Task to complete: Among the entries below, count the lines holding the string "TimerRegisters". Respond with the number alone.

[Collected data entries]
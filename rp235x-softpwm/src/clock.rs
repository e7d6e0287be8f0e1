//! Monotonic clock
//!
//! The RP2350 timers count microseconds in a 64-bit register that is only
//! readable as two 32-bit words. [`MonotonicClock::now`] reads the low word,
//! then the high word, and joins them.
//!
//! On the RP2350 a read of `TIMELR` latches the matching high word into
//! `TIMEHR`, so the pair is consistent. Hardware without that latch shows a
//! transient skew of up to one low-word period when the low word wraps
//! between the two reads. That skew is accepted here, not retried away.

use fugit::{MicrosDurationU64, TimerInstantU64};

use crate::regs::TimerRegisters;

/// Instant type returned by [`MonotonicClock::now`]: one tick per microsecond.
pub type Instant = TimerInstantU64<1_000_000>;

/// A 64-bit tick count composed from the two counter words of a timer.
#[derive(Clone, Copy, Debug)]
pub struct MonotonicClock<T> {
    timer: T,
}

impl<T: TimerRegisters> MonotonicClock<T> {
    /// Wrap the counter registers of `timer`.
    pub const fn new(timer: T) -> Self {
        Self { timer }
    }

    /// Current counter value.
    pub fn now(&self) -> Instant {
        let low = self.timer.time_low();
        let high = self.timer.time_high();
        Instant::from_ticks((u64::from(high) << 32) | u64::from(low))
    }

    /// The timer registers this clock reads.
    pub fn timer(&self) -> &T {
        &self.timer
    }

    /// Busy-wait until `duration` has elapsed from now.
    pub fn wait(&self, duration: MicrosDurationU64) {
        let target = self.now().ticks().saturating_add(duration.ticks());
        while self.now().ticks() < target {
            core::hint::spin_loop();
        }
    }

    /// Initialise a [`CountDown`] instance without starting it.
    pub fn count_down(&self) -> CountDown<'_, T> {
        CountDown {
            clock: self,
            period: MicrosDurationU64::from_ticks(0),
            next_end: None,
        }
    }
}

macro_rules! impl_delay_traits {
    ($($t:ty),+) => {
        $(
        impl<T: TimerRegisters> embedded_hal_0_2::blocking::delay::DelayUs<$t> for MonotonicClock<T> {
            fn delay_us(&mut self, us: $t) {
                #![allow(unused_comparisons)]
                assert!(us >= 0); // Only meaningful for i32
                self.wait(MicrosDurationU64::micros(us as u64))
            }
        }
        impl<T: TimerRegisters> embedded_hal_0_2::blocking::delay::DelayMs<$t> for MonotonicClock<T> {
            fn delay_ms(&mut self, ms: $t) {
                #![allow(unused_comparisons)]
                assert!(ms >= 0); // Only meaningful for i32
                self.wait(MicrosDurationU64::millis(ms as u64))
            }
        }
        )*
    }
}

// The implementation for i32 is a workaround to allow `delay_ms(42)` construction without specifying a type.
impl_delay_traits!(u8, u16, u32, i32);

impl<T: TimerRegisters> embedded_hal::delay::DelayNs for MonotonicClock<T> {
    fn delay_ns(&mut self, ns: u32) {
        // Microsecond resolution only; rounds up.
        let us = ns.div_ceil(1000);
        self.wait(MicrosDurationU64::micros(u64::from(us)))
    }

    fn delay_us(&mut self, us: u32) {
        self.wait(MicrosDurationU64::micros(u64::from(us)))
    }

    fn delay_ms(&mut self, ms: u32) {
        self.wait(MicrosDurationU64::millis(u64::from(ms)))
    }
}

/// Polling count-down on top of a [`MonotonicClock`].
///
/// Implements the [`embedded_hal_0_2::timer`] traits. Each expiry advances
/// the deadline by exactly one period, so a periodic count-down does not
/// drift the way a re-armed alarm does.
pub struct CountDown<'clock, T> {
    clock: &'clock MonotonicClock<T>,
    period: MicrosDurationU64,
    next_end: Option<u64>,
}

impl<T: TimerRegisters> embedded_hal_0_2::timer::CountDown for CountDown<'_, T> {
    type Time = MicrosDurationU64;

    fn start<D>(&mut self, count: D)
    where
        D: Into<Self::Time>,
    {
        self.period = count.into();
        self.next_end = Some(
            self.clock
                .now()
                .ticks()
                .saturating_add(self.period.to_micros()),
        );
    }

    fn wait(&mut self) -> nb::Result<(), void::Void> {
        if let Some(end) = self.next_end {
            let ts = self.clock.now().ticks();
            if ts >= end {
                self.next_end = Some(end.saturating_add(self.period.to_micros()));
                Ok(())
            } else {
                Err(nb::Error::WouldBlock)
            }
        } else {
            panic!("CountDown is not running!");
        }
    }
}

impl<T: TimerRegisters> embedded_hal_0_2::timer::Periodic for CountDown<'_, T> {}

impl<T: TimerRegisters> embedded_hal_0_2::timer::Cancel for CountDown<'_, T> {
    type Error = &'static str;

    fn cancel(&mut self) -> Result<(), Self::Error> {
        if self.next_end.is_none() {
            Err("CountDown is not running.")
        } else {
            self.next_end = None;
            Ok(())
        }
    }
}

#[cfg(test)]
mod tests {
    use super::*;
    use crate::sim::SimTimer;
    use embedded_hal::delay::DelayNs;
    use embedded_hal_0_2::timer::{Cancel, CountDown as _};
    use fugit::ExtU64;

    #[test]
    fn now_joins_both_words() {
        let timer = SimTimer::new();
        timer.set_counter(0x0000_0002_8000_0001);
        let clock = MonotonicClock::new(&timer);
        assert_eq!(clock.now().ticks(), 0x0000_0002_8000_0001);
    }

    #[test]
    fn now_without_a_tick_is_stable() {
        let timer = SimTimer::new();
        timer.set_counter(1234);
        let clock = MonotonicClock::new(&timer);
        let first = clock.now();
        let second = clock.now();
        assert!(second.ticks() >= first.ticks());
        assert_eq!(first.ticks(), 1234);
    }

    #[test]
    fn now_is_non_decreasing_while_counting() {
        let timer = SimTimer::new();
        timer.set_counter(0xFFFF_FF00);
        timer.set_step_per_read(3);
        let clock = MonotonicClock::new(&timer);
        let mut last = clock.now().ticks();
        for _ in 0..500 {
            let now = clock.now().ticks();
            assert!(now >= last, "{now:#x} < {last:#x}");
            last = now;
        }
        assert!(last > 0xFFFF_FFFF);
    }

    #[test]
    fn latched_high_word_has_no_rollover_skew() {
        let timer = SimTimer::new();
        timer.set_counter(0xFFFF_FFFF);
        timer.set_step_per_read(1);
        let clock = MonotonicClock::new(&timer);
        assert_eq!(clock.now().ticks(), 0xFFFF_FFFF);
    }

    #[test]
    fn unlatched_rollover_skews_by_one_low_word_period() {
        let timer = SimTimer::new();
        timer.set_high_word_latched(false);
        timer.set_counter(0xFFFF_FFFF);
        timer.set_step_per_read(1);
        let clock = MonotonicClock::new(&timer);
        // Low word read before the wrap, high word after it.
        assert_eq!(clock.now().ticks(), 0x1_FFFF_FFFF);
        // The next read is consistent again.
        assert_eq!(clock.now().ticks(), 0x1_0000_0000);
    }

    #[test]
    fn wait_returns_once_duration_elapsed() {
        let timer = SimTimer::new();
        timer.set_counter(1000);
        timer.set_step_per_read(7);
        let mut clock = MonotonicClock::new(&timer);
        clock.delay_ms(2);
        assert!(timer.counter() >= 3000);
        clock.wait(250.micros());
        assert!(timer.counter() >= 3250);
    }

    #[test]
    fn count_down_is_periodic_and_cancellable() {
        let timer = SimTimer::new();
        let clock = MonotonicClock::new(&timer);
        let mut count_down = clock.count_down();
        count_down.start(100.micros());
        assert!(matches!(count_down.wait(), Err(nb::Error::WouldBlock)));
        timer.advance(150);
        assert!(count_down.wait().is_ok());
        // Next deadline is 200, not 150 + 100.
        timer.advance(50);
        assert!(count_down.wait().is_ok());
        assert!(matches!(count_down.wait(), Err(nb::Error::WouldBlock)));
        assert_eq!(count_down.cancel(), Ok(()));
        assert!(count_down.cancel().is_err());
    }

    #[test]
    fn count_down_deadline_does_not_wrap() {
        let timer = SimTimer::new();
        timer.set_counter(u64::MAX - 10);
        let clock = MonotonicClock::new(&timer);
        let mut count_down = clock.count_down();
        count_down.start(100.micros());
        assert!(matches!(count_down.wait(), Err(nb::Error::WouldBlock)));
        timer.advance(5);
        assert!(matches!(count_down.wait(), Err(nb::Error::WouldBlock)));
    }
}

Exercise result: 8